Up to speed
Country Life UK|September 29, 2021
The debate over which is faster, the grouse or the golden plover,has raged for decades, finds Jonathan Young, as he aims to gauge our quickest sporting quarry once and for all
Jonathan Young

WE don’t know the full story. Did he have a hot toddy to hand? Was there a heap of damp labradors steaming in front of a gun-room fire? And were his friends ribbing him over a very obvious and witnessed miss?

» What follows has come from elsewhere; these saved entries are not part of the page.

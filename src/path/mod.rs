use std::{borrow::Borrow, fmt};

mod error;
mod resolver;

pub use self::error::IntoEntryPathError;
pub use self::resolver::{ARCHIVE_SUFFIX, Location, PathResolver};

/// The separator used inside archive entry paths, regardless of platform.
pub const PATH_ENTRY_SEP: char = '/';

/// Replace alternate separator styles with [`PATH_ENTRY_SEP`].
#[inline]
pub fn normalize_separators(path: &str) -> String {
    path.replace('\\', "/")
}

/// A normalized path relative to an archive root.
///
/// Components are joined with `/`; there are no empty, `.` or `..`
/// components and no leading or trailing separator.
#[derive(Debug, Clone, PartialOrd, Ord, PartialEq, Eq, Hash)]
#[repr(transparent)]
pub struct EntryPath(String);

pub fn sanitize(path: &str) -> Result<Vec<&str>, IntoEntryPathError> {
    let mut out = vec![];

    for component in path.split(['/', '\\']) {
        match component {
            "" | "." => {}
            ".." => {
                out.pop().ok_or(IntoEntryPathError::EscapesRoot)?;
            }
            c if c.chars().any(|ch| ch.is_control()) => {
                return Err(IntoEntryPathError::UnrepresentableStr);
            }
            c => out.push(c),
        }
    }

    Ok(out)
}

impl EntryPath {
    pub fn new(path: &str) -> Result<EntryPath, IntoEntryPathError> {
        let out = sanitize(path)?;

        if out.is_empty() {
            return Err(IntoEntryPathError::EmptyPath);
        }

        Ok(EntryPath(out.join("/")))
    }

    /// Append a single already-validated component.
    pub(crate) fn join_component(parent: Option<&EntryPath>, name: &str) -> EntryPath {
        match parent {
            Some(parent) => {
                let mut s = String::with_capacity(parent.0.len() + 1 + name.len());
                s.push_str(&parent.0);
                s.push(PATH_ENTRY_SEP);
                s.push_str(name);
                EntryPath(s)
            }
            None => EntryPath(name.to_string()),
        }
    }

    #[inline]
    pub fn as_str(&self) -> &str {
        &self.0
    }

    pub fn file_name(&self) -> &str {
        self.0
            .rsplit(PATH_ENTRY_SEP)
            .next()
            .unwrap_or(self.0.as_str())
    }

    /// The file extension of the last component, without the dot.
    pub fn extension(&self) -> Option<&str> {
        let name = self.file_name();
        match name.rfind('.') {
            Some(0) | None => None,
            Some(pos) => Some(&name[pos + 1..]),
        }
    }

    pub fn iter(&self) -> std::str::Split<'_, char> {
        self.0.split(PATH_ENTRY_SEP)
    }

    /// Convert to a platform path relative to some root.
    pub fn to_relative_path(&self) -> std::path::PathBuf {
        self.iter().collect()
    }
}

impl Borrow<str> for EntryPath {
    fn borrow(&self) -> &str {
        &self.0
    }
}

impl fmt::Display for EntryPath {
    fn fmt(&self, f: &mut fmt::Formatter<'_>) -> fmt::Result {
        f.write_str(&self.0)
    }
}

#[cfg(test)]
mod tests {
    use super::*;

    #[test]
    fn sanitisation() {
        let path = EntryPath::new("/something/../somethingelse/./foo.txt").unwrap();
        assert_eq!(path.as_str(), "somethingelse/foo.txt");

        let path = EntryPath::new(r"something\..\somethingelse\.\foo.txt\.").unwrap();
        assert_eq!(path.as_str(), "somethingelse/foo.txt");
    }

    #[test]
    fn escaping_the_root() {
        assert_eq!(
            EntryPath::new("../foo.txt"),
            Err(IntoEntryPathError::EscapesRoot)
        );
    }

    #[test]
    fn empty() {
        assert_eq!(EntryPath::new(""), Err(IntoEntryPathError::EmptyPath));
        assert_eq!(EntryPath::new("/"), Err(IntoEntryPathError::EmptyPath));
        assert_eq!(EntryPath::new("a/.."), Err(IntoEntryPathError::EmptyPath));
    }

    #[test]
    fn control_characters() {
        assert_eq!(
            EntryPath::new("a/\0b"),
            Err(IntoEntryPathError::UnrepresentableStr)
        );
    }

    #[test]
    fn collapsed_separators() {
        let path = EntryPath::new("/cant/hate//the/path").unwrap();
        assert_eq!(path.as_str(), "cant/hate/the/path");
    }

    #[test]
    fn names() {
        let path = EntryPath::new("sub/image.svgz").unwrap();
        assert_eq!(path.file_name(), "image.svgz");
        assert_eq!(path.extension(), Some("svgz"));

        let path = EntryPath::new(".hidden").unwrap();
        assert_eq!(path.extension(), None);
    }
}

All that’s certain is Sir Hugh Eyre Campbell Beaver, managing director of the Guinness Brewery, was one of a party shooting the North Slob, by the River Slaney, Co Wexford, Ireland, on November 10, 1951, when the argument began: which was faster, the grouse or golden plover?

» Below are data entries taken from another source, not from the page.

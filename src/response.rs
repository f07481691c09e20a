//! Response metadata reported when a job's headers are complete.

use std::path::Path;

use crate::range::ByteRange;
use crate::shortcut::file_url;

pub const STATUS_OK: u16 = 200;
pub const STATUS_MOVED_PERMANENTLY: u16 = 301;

const DEFAULT_MIME_TYPE: &str = "application/octet-stream";

/// HTTP-shaped description of a job's response.
#[derive(Debug, Clone, PartialEq, Eq)]
pub struct ResponseInfo {
    pub status: u16,
    pub headers: Vec<(String, String)>,
    pub content_length: u64,
    pub mime_type: Option<String>,
}

impl ResponseInfo {
    /// Successful (full or partial) content response.
    pub(crate) fn content(range: &ByteRange, mime_type: Option<String>, plain_file: bool) -> Self {
        let content_type = mime_type.as_deref().unwrap_or(DEFAULT_MIME_TYPE);
        let mut headers = vec![
            ("Access-Control-Allow-Origin".to_string(), "*".to_string()),
            ("Content-Type".to_string(), content_type.to_string()),
            ("Content-Length".to_string(), range.len().to_string()),
            ("Accept-Ranges".to_string(), "bytes".to_string()),
        ];
        if plain_file {
            headers.push(("Cache-Control".to_string(), "no-cache".to_string()));
        }
        ResponseInfo {
            status: STATUS_OK,
            headers,
            content_length: range.len(),
            mime_type,
        }
    }

    /// Redirect to the target of a shortcut.
    pub(crate) fn redirect(target: &Path) -> Self {
        ResponseInfo {
            status: STATUS_MOVED_PERMANENTLY,
            headers: vec![
                ("Access-Control-Allow-Origin".to_string(), "*".to_string()),
                ("Location".to_string(), file_url(target)),
                ("Content-Length".to_string(), "0".to_string()),
            ],
            content_length: 0,
            mime_type: None,
        }
    }

    /// Case-insensitive header lookup.
    pub fn header(&self, name: &str) -> Option<&str> {
        self.headers
            .iter()
            .find(|(k, _)| k.eq_ignore_ascii_case(name))
            .map(|(_, v)| v.as_str())
    }
}

#[cfg(test)]
mod tests {
    use super::*;
    use crate::range::negotiate;

    #[test]
    fn content_headers() {
        let range = negotiate(Some("bytes=10-19"), 50).unwrap();
        let info = ResponseInfo::content(&range, Some("text/plain".into()), true);
        assert_eq!(info.status, 200);
        assert_eq!(info.content_length, 10);
        assert_eq!(info.header("content-length"), Some("10"));
        assert_eq!(info.header("Content-Type"), Some("text/plain"));
        assert_eq!(info.header("Cache-Control"), Some("no-cache"));
        assert_eq!(info.header("Access-Control-Allow-Origin"), Some("*"));
    }

    #[test]
    fn archive_entries_are_not_cache_controlled() {
        let info = ResponseInfo::content(&ByteRange::full(3), None, false);
        assert_eq!(info.header("Cache-Control"), None);
        assert_eq!(info.header("Content-Type"), Some(DEFAULT_MIME_TYPE));
    }

    #[test]
    fn redirect_location() {
        let info = ResponseInfo::redirect(Path::new("/srv/target.txt"));
        assert_eq!(info.status, 301);
        assert_eq!(info.header("Location"), Some("file:///srv/target.txt"));
    }
}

It was a good question—both are renowned for their pace, but how fast are they? Which is, indeed, quicker? No one knew. Nor could the answer be found in the house library. At that moment, Sir Hugh realised the world needed a handy guide to the fastest, biggest and tallest: The Guinness Book of Records — now Guinness World Records—was conceived.

Avian speeds have probably fascinated man since we trudged out of caves, feet firmly stuck on the mud, and continue to do so. The fastest, all agree, is the peregrine, at about 200mph; however, that’s achieved in its stoop—more a controlled plummet than true flight. The record holder for controlled, level flight could be the swift (69.7mph), the gyrfalcon (68mph) or the eider duck (47.2mph), all of which have had their speeds ‘clocked’.

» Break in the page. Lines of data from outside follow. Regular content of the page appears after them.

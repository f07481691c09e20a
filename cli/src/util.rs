use std::path::{Path, PathBuf};

use asar_vfs::{ArchiveIndex, Integrity, ServeOptions};

use crate::cli::ServeFlags;
use crate::error::{Error, Result};

/// Build and load an archive's index off the async runtime.
pub async fn open_index(archive: &Path) -> Result<ArchiveIndex> {
    let path = archive.to_path_buf();
    tokio::task::spawn_blocking(move || {
        ArchiveIndex::open(&path).map_err(|source| Error::OpenArchive { path, source })
    })
    .await?
}

impl ServeFlags {
    pub fn to_options(&self) -> ServeOptions {
        ServeOptions {
            archive_suffix: self.suffix.clone(),
            verify_integrity: !self.no_verify,
            resolve_shortcuts: self.shortcuts,
            decompress_gzip_variants: !self.no_decompress,
        }
    }
}

/// Join an entry path onto a directory using the platform separator.
pub fn entry_to_path(root: &Path, entry: &str) -> PathBuf {
    entry.split('/').fold(root.to_path_buf(), |acc, part| acc.join(part))
}

/// Format file size in human-readable form
pub fn format_size(bytes: u64) -> String {
    use humansize::{BINARY, FormatSize};
    bytes.format_size(BINARY)
}

/// Short flag column: `u` unpacked, `x` executable, `i` has integrity.
pub fn format_flags(unpacked: bool, executable: bool, integrity: Option<&Integrity>) -> String {
    let mut flags = String::with_capacity(3);
    flags.push(if unpacked { 'u' } else { '-' });
    flags.push(if executable { 'x' } else { '-' });
    flags.push(if integrity.is_some() { 'i' } else { '-' });
    flags
}

/// Abbreviate a hex digest for tabular output.
pub fn format_digest(digest: &[u8], chars: usize) -> String {
    let mut hex: String = digest.iter().map(|b| format!("{:02x}", b)).collect();
    hex.truncate(chars);
    hex
}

These figures do not stand as firmly as, say, Olympic swimming finals or the tennis serve speeds that appear on the Wimbledon courts, because conditions vary, especially the wind. Yet however difficult it is to gauge a bird’s flight velocity, some of us continue to monitor it as carefully as our eyesight and experience permit. Our supper depends on it.

To shoot a game bird or duck successfully, the shotgun’s pattern needs to be placed in the path of the bird, so the bird and pellets meet, the game bag’s filled and the cook’s happy. That’s impossible if you haven’t estimated the bird’s speed accurately. Usually, the faster the bird, the more difficult it becomes.